◆ Supplied material ◆
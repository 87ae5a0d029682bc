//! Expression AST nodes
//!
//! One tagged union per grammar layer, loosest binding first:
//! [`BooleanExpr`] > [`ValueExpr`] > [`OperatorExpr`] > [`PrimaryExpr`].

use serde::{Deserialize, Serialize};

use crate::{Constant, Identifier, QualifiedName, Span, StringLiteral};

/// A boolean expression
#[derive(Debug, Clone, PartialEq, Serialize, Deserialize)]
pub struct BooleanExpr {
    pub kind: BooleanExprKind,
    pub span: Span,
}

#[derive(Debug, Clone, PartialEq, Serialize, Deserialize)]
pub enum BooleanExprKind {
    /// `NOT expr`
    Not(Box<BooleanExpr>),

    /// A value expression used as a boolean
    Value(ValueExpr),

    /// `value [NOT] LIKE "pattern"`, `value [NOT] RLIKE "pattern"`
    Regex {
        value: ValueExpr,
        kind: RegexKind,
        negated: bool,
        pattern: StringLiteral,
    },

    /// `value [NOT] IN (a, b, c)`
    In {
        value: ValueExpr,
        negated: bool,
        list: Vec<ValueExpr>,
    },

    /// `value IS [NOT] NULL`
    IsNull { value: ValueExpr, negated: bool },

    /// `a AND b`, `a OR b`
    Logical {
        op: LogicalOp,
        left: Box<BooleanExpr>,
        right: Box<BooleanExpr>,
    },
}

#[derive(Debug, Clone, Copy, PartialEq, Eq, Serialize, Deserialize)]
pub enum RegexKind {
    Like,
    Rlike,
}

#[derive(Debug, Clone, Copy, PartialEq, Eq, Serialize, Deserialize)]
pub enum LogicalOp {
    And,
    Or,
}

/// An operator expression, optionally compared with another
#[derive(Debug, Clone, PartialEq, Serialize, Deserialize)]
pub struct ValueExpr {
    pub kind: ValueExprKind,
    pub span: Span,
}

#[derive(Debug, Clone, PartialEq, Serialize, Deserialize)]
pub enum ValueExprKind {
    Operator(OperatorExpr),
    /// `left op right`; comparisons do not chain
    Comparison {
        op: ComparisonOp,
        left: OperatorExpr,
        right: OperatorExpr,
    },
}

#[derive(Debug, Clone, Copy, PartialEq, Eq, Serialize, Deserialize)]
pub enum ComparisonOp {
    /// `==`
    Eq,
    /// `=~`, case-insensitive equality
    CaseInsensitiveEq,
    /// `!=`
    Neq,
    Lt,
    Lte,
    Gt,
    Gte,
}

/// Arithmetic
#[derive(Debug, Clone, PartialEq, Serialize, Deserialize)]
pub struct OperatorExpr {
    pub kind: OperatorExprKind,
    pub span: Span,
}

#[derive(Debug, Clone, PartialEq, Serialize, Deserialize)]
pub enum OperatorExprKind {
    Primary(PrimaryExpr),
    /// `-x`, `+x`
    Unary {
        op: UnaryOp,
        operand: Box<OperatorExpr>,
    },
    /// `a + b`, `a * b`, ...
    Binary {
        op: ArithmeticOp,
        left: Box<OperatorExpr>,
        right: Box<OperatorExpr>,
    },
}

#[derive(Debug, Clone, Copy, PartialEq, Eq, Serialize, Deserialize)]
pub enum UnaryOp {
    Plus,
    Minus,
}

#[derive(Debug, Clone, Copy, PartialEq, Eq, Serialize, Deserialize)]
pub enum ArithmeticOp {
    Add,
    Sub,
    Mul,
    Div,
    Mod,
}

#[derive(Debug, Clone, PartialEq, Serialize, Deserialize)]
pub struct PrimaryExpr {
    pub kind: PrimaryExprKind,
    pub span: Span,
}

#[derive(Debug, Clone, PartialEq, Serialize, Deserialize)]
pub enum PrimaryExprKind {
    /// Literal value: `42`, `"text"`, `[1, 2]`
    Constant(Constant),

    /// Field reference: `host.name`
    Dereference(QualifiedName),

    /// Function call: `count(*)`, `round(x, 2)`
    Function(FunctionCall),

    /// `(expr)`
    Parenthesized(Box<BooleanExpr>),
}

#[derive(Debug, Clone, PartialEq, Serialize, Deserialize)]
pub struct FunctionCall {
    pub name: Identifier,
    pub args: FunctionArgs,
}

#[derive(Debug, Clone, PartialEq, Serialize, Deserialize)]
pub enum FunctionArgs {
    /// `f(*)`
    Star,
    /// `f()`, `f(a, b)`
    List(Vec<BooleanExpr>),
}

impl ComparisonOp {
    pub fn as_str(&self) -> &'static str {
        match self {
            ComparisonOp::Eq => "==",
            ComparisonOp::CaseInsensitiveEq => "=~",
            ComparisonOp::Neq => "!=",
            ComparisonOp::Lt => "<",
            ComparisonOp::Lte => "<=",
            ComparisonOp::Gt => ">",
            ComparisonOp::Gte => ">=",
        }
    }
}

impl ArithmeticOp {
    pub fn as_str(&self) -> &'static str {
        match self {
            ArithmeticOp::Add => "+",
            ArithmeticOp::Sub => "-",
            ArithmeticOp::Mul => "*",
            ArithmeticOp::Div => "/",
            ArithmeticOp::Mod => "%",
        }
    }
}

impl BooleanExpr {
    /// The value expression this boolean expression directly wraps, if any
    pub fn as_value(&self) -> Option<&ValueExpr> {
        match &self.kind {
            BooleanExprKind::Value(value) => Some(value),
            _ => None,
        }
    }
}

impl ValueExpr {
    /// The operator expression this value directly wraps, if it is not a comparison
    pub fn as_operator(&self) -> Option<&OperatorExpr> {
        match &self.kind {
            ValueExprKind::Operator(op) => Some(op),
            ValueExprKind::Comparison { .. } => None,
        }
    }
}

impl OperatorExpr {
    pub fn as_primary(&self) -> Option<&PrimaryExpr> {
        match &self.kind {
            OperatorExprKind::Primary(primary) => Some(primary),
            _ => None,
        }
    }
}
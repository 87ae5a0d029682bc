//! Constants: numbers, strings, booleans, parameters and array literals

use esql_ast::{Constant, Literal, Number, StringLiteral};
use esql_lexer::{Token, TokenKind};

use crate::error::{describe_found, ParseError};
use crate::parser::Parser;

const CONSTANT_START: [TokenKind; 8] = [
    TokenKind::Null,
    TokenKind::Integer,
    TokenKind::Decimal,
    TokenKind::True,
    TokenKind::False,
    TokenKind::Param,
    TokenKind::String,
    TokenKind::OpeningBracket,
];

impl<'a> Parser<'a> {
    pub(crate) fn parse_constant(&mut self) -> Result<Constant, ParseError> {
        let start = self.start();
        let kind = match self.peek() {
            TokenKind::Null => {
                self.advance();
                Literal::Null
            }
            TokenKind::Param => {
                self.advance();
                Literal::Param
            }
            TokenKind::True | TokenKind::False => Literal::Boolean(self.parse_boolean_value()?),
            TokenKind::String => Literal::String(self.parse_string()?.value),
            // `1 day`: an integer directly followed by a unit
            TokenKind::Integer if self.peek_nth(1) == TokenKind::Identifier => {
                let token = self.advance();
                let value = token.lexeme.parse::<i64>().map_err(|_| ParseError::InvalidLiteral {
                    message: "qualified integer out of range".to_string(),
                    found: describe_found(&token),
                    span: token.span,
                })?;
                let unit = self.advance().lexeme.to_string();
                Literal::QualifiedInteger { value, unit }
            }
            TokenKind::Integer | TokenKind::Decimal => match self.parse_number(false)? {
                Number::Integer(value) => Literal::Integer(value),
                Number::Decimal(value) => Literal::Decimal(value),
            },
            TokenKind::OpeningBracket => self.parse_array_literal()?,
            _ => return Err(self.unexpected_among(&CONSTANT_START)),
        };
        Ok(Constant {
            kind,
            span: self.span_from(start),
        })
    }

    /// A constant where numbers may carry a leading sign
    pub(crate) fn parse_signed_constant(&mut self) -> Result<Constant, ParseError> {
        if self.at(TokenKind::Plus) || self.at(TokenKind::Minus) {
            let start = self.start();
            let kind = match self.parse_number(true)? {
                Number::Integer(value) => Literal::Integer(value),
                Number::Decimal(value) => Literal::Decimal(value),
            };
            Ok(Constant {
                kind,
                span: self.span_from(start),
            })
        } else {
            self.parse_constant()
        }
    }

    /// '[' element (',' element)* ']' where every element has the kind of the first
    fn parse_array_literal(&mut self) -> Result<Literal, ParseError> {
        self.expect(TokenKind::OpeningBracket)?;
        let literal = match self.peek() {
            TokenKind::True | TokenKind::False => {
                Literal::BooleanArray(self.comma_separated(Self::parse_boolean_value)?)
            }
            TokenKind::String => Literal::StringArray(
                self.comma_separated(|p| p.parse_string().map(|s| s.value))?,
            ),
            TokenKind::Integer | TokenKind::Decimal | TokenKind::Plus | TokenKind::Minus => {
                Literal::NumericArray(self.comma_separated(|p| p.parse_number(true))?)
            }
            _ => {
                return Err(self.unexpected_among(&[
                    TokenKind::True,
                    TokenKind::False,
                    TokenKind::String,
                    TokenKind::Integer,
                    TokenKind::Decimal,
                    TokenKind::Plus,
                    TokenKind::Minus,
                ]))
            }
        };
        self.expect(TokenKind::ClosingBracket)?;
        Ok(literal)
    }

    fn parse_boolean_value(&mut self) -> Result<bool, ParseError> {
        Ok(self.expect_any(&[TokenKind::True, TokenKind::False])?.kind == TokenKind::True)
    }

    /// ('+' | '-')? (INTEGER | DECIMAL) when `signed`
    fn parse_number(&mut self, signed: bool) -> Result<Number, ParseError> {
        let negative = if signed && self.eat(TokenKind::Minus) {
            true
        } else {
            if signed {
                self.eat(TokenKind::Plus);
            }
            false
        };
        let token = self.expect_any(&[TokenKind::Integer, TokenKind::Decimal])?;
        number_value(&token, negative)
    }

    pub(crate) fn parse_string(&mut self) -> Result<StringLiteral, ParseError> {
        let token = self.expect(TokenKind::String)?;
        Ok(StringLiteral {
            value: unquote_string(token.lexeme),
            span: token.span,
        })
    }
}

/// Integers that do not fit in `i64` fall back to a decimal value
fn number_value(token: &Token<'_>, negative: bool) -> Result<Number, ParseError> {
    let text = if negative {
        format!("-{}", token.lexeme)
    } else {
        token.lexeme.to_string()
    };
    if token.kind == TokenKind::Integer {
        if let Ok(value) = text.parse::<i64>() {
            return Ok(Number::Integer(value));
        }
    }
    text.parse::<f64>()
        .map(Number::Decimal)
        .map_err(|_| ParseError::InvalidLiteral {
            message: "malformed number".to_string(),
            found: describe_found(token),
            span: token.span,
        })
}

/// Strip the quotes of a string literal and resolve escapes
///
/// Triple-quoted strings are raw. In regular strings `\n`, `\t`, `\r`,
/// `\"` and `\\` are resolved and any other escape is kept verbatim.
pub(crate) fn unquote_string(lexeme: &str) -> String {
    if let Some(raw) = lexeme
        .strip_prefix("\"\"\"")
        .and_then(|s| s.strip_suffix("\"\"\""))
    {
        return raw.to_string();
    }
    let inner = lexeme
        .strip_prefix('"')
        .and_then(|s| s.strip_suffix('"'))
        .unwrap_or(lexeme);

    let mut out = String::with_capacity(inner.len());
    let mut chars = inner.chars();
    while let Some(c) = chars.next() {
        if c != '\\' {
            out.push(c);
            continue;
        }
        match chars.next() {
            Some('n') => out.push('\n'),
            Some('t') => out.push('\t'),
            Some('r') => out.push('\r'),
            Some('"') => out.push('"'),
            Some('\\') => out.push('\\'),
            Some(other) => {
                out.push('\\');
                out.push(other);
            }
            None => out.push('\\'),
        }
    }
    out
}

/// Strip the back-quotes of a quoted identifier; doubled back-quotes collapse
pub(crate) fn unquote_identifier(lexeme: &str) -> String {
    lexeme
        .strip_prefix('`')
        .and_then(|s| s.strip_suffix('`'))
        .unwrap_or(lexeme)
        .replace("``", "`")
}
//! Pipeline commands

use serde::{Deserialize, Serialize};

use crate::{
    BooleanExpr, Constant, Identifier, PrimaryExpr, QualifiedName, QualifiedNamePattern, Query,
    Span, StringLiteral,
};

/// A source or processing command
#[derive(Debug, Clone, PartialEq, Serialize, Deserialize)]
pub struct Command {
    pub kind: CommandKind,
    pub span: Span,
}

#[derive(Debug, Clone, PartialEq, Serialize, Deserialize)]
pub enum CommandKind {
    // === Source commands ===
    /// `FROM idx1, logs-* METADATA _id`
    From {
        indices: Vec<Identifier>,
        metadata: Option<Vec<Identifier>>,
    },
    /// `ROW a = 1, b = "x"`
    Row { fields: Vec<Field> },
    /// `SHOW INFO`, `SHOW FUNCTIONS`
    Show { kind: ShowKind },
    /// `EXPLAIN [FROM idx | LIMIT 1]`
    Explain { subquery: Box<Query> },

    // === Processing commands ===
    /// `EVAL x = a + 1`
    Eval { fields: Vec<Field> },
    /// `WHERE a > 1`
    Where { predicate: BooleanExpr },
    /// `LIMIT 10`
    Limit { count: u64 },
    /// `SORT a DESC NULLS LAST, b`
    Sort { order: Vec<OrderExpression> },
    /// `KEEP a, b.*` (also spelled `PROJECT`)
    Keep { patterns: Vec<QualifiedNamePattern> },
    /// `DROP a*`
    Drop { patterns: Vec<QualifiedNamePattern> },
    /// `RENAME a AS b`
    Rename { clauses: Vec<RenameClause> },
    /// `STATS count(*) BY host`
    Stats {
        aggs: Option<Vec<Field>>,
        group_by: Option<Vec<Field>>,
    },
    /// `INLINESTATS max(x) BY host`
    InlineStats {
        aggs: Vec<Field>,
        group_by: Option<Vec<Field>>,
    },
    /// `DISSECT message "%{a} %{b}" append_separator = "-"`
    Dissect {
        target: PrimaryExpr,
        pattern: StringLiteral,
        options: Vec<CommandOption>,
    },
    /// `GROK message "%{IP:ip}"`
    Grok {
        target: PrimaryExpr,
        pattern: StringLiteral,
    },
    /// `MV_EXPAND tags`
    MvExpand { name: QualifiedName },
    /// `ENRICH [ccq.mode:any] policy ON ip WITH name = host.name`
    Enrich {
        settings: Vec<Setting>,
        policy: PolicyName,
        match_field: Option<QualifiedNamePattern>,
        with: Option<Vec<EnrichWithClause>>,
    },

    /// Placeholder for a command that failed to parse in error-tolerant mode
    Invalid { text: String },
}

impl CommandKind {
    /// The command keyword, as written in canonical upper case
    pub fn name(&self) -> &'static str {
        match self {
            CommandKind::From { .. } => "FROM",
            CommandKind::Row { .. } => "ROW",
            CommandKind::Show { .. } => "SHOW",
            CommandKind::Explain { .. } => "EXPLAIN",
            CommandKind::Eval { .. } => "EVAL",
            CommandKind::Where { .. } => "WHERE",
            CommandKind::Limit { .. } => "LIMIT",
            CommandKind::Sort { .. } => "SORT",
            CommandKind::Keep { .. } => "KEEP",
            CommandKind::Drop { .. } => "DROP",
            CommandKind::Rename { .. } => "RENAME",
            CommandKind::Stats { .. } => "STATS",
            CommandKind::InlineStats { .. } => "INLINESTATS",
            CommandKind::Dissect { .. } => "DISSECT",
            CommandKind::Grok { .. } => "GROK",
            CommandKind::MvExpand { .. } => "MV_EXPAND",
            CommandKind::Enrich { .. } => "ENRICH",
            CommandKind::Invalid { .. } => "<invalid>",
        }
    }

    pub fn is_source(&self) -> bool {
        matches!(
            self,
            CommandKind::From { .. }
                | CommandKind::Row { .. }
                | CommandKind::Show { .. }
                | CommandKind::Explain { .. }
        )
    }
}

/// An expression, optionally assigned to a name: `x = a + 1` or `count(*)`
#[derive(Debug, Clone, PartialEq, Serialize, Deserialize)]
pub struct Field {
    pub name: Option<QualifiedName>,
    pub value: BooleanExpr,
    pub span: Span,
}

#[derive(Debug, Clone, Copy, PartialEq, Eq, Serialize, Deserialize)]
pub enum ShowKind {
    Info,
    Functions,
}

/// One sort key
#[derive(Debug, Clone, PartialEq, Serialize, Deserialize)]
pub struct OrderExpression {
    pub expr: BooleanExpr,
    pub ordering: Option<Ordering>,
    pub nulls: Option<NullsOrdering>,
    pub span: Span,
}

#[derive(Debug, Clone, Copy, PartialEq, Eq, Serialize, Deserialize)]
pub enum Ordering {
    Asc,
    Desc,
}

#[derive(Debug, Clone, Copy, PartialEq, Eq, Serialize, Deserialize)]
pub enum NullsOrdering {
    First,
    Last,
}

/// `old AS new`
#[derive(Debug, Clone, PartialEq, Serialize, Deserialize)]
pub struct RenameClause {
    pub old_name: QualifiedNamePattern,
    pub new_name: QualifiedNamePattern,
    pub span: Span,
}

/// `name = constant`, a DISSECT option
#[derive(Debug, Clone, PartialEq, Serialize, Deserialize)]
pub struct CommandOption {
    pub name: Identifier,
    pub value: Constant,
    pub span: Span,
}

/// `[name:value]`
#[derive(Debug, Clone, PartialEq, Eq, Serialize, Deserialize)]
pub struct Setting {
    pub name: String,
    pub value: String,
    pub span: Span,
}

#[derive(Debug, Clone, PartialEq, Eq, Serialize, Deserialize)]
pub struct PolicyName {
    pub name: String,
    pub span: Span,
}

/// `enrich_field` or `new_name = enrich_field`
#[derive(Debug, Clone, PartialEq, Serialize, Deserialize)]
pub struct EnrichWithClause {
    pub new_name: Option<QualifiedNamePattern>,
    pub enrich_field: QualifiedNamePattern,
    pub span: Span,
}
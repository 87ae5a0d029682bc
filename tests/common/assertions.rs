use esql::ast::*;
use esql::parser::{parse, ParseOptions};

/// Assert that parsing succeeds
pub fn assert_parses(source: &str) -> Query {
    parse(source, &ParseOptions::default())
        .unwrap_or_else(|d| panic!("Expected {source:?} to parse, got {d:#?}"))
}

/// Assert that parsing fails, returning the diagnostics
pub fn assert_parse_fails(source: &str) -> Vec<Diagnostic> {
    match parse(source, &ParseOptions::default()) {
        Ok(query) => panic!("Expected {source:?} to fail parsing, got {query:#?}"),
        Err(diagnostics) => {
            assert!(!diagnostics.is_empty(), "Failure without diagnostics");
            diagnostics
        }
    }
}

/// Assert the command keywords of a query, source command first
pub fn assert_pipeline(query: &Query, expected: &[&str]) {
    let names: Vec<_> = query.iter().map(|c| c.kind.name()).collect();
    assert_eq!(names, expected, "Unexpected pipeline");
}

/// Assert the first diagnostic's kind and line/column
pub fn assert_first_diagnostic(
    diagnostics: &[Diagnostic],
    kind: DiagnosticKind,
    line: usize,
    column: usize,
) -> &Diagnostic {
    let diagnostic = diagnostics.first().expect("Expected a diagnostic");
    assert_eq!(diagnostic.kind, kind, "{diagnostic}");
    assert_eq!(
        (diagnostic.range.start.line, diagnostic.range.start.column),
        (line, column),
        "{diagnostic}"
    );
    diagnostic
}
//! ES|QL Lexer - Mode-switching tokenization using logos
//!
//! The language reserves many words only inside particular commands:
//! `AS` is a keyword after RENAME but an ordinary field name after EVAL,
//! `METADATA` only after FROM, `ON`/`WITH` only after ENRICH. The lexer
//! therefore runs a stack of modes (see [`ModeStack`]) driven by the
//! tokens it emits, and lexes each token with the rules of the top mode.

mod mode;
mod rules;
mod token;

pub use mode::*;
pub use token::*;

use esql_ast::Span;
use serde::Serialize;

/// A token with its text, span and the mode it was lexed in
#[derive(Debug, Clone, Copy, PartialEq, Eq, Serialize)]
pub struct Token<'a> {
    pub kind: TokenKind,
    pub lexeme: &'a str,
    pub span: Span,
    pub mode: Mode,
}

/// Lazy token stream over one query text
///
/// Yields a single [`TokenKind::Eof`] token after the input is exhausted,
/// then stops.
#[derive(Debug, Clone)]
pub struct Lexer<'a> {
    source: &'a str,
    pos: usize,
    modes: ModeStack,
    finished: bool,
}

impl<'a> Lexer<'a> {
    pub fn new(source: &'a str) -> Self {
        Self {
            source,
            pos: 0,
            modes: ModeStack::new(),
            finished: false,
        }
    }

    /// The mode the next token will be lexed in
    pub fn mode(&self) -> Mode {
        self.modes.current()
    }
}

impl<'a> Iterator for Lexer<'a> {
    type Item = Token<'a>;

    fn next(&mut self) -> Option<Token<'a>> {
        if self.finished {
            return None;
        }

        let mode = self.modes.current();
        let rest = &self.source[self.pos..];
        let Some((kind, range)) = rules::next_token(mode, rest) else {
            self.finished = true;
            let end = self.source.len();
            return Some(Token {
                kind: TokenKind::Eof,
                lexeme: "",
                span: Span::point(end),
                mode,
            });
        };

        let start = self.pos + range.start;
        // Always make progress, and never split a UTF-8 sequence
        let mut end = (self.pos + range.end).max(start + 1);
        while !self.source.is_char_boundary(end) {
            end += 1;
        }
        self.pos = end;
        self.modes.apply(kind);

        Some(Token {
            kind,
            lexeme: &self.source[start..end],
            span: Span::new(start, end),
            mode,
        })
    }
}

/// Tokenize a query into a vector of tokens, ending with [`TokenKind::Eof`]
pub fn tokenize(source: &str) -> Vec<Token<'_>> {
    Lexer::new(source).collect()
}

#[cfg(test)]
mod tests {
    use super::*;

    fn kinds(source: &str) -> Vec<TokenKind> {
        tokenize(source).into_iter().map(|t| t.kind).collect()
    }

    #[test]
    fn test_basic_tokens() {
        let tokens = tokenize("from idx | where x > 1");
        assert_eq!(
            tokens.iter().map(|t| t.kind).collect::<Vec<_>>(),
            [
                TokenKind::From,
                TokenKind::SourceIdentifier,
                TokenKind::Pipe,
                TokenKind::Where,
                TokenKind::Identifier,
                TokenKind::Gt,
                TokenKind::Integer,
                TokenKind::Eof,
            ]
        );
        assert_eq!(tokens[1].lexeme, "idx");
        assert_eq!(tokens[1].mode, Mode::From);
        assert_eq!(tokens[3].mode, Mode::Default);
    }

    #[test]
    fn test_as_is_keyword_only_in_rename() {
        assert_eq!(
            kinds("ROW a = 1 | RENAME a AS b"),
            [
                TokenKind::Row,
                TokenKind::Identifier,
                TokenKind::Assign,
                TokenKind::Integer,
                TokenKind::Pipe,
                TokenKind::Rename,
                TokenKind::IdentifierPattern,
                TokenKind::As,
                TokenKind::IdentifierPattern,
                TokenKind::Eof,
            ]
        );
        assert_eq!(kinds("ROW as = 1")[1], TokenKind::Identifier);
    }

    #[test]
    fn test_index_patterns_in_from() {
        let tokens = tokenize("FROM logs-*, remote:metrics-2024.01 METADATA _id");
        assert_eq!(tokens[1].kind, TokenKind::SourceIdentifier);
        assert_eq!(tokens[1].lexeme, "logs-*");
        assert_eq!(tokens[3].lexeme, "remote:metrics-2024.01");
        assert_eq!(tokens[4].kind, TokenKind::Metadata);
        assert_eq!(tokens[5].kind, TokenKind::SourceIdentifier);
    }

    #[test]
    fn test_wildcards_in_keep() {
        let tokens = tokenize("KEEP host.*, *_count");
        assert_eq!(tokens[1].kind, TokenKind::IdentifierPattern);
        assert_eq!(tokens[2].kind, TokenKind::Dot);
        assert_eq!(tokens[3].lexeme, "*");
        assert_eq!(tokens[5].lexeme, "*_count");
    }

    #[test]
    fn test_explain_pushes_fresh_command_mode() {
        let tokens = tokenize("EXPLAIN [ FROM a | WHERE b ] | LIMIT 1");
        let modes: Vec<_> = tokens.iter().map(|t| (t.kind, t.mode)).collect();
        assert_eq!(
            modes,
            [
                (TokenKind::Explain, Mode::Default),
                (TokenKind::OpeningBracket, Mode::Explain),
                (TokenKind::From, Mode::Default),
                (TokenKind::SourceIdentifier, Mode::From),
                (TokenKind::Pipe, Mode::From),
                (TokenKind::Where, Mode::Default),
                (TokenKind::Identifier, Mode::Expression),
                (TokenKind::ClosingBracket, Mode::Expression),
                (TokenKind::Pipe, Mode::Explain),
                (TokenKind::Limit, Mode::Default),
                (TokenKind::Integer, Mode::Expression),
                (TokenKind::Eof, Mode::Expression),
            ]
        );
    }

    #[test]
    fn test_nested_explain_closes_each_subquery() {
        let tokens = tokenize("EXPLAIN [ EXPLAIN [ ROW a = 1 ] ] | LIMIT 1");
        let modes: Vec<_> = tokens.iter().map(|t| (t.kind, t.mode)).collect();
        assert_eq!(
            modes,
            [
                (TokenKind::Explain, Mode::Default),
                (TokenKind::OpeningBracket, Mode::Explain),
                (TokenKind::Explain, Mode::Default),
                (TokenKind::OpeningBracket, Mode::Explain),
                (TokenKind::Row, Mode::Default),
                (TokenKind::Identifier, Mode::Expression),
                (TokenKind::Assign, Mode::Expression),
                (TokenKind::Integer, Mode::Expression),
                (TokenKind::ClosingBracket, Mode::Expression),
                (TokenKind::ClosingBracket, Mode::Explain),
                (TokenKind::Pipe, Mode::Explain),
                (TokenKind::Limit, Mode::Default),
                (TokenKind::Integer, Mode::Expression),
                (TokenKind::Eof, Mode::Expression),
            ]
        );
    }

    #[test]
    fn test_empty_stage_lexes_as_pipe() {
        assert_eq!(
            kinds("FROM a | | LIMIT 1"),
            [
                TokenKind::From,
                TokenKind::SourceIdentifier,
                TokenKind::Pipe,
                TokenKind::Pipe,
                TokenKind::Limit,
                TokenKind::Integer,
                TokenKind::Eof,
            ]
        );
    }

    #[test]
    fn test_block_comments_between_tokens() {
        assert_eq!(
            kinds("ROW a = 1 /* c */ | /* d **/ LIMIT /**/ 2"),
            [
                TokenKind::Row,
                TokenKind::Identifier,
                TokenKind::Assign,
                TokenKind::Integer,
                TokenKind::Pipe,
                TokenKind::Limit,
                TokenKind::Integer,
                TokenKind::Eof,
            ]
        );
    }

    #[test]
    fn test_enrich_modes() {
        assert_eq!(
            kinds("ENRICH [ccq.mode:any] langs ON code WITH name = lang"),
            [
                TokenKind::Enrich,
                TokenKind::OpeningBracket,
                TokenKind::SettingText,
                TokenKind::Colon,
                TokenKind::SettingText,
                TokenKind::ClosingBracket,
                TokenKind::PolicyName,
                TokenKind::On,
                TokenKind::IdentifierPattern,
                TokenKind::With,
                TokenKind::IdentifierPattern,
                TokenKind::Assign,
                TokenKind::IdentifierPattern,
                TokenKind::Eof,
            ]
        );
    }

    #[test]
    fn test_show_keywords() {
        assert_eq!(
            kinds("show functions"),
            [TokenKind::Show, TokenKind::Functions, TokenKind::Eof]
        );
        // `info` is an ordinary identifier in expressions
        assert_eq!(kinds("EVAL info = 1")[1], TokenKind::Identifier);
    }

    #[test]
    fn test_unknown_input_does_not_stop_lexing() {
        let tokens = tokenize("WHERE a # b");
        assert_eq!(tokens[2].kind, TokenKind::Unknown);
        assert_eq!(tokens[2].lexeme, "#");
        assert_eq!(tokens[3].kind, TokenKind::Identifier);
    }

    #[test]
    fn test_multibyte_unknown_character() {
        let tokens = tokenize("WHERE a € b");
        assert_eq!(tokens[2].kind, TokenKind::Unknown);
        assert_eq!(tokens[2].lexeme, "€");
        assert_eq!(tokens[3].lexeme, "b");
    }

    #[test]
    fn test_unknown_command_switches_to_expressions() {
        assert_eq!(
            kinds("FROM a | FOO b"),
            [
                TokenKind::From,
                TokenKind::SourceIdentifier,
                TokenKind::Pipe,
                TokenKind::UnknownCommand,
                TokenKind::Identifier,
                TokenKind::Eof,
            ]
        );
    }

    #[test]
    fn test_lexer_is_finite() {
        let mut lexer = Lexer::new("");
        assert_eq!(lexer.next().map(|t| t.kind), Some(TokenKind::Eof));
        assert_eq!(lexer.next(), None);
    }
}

◆ What this task involves ◆
Go through the records line by line and count those containing the string "message". Give only the total.

◆ Written reply ◆
4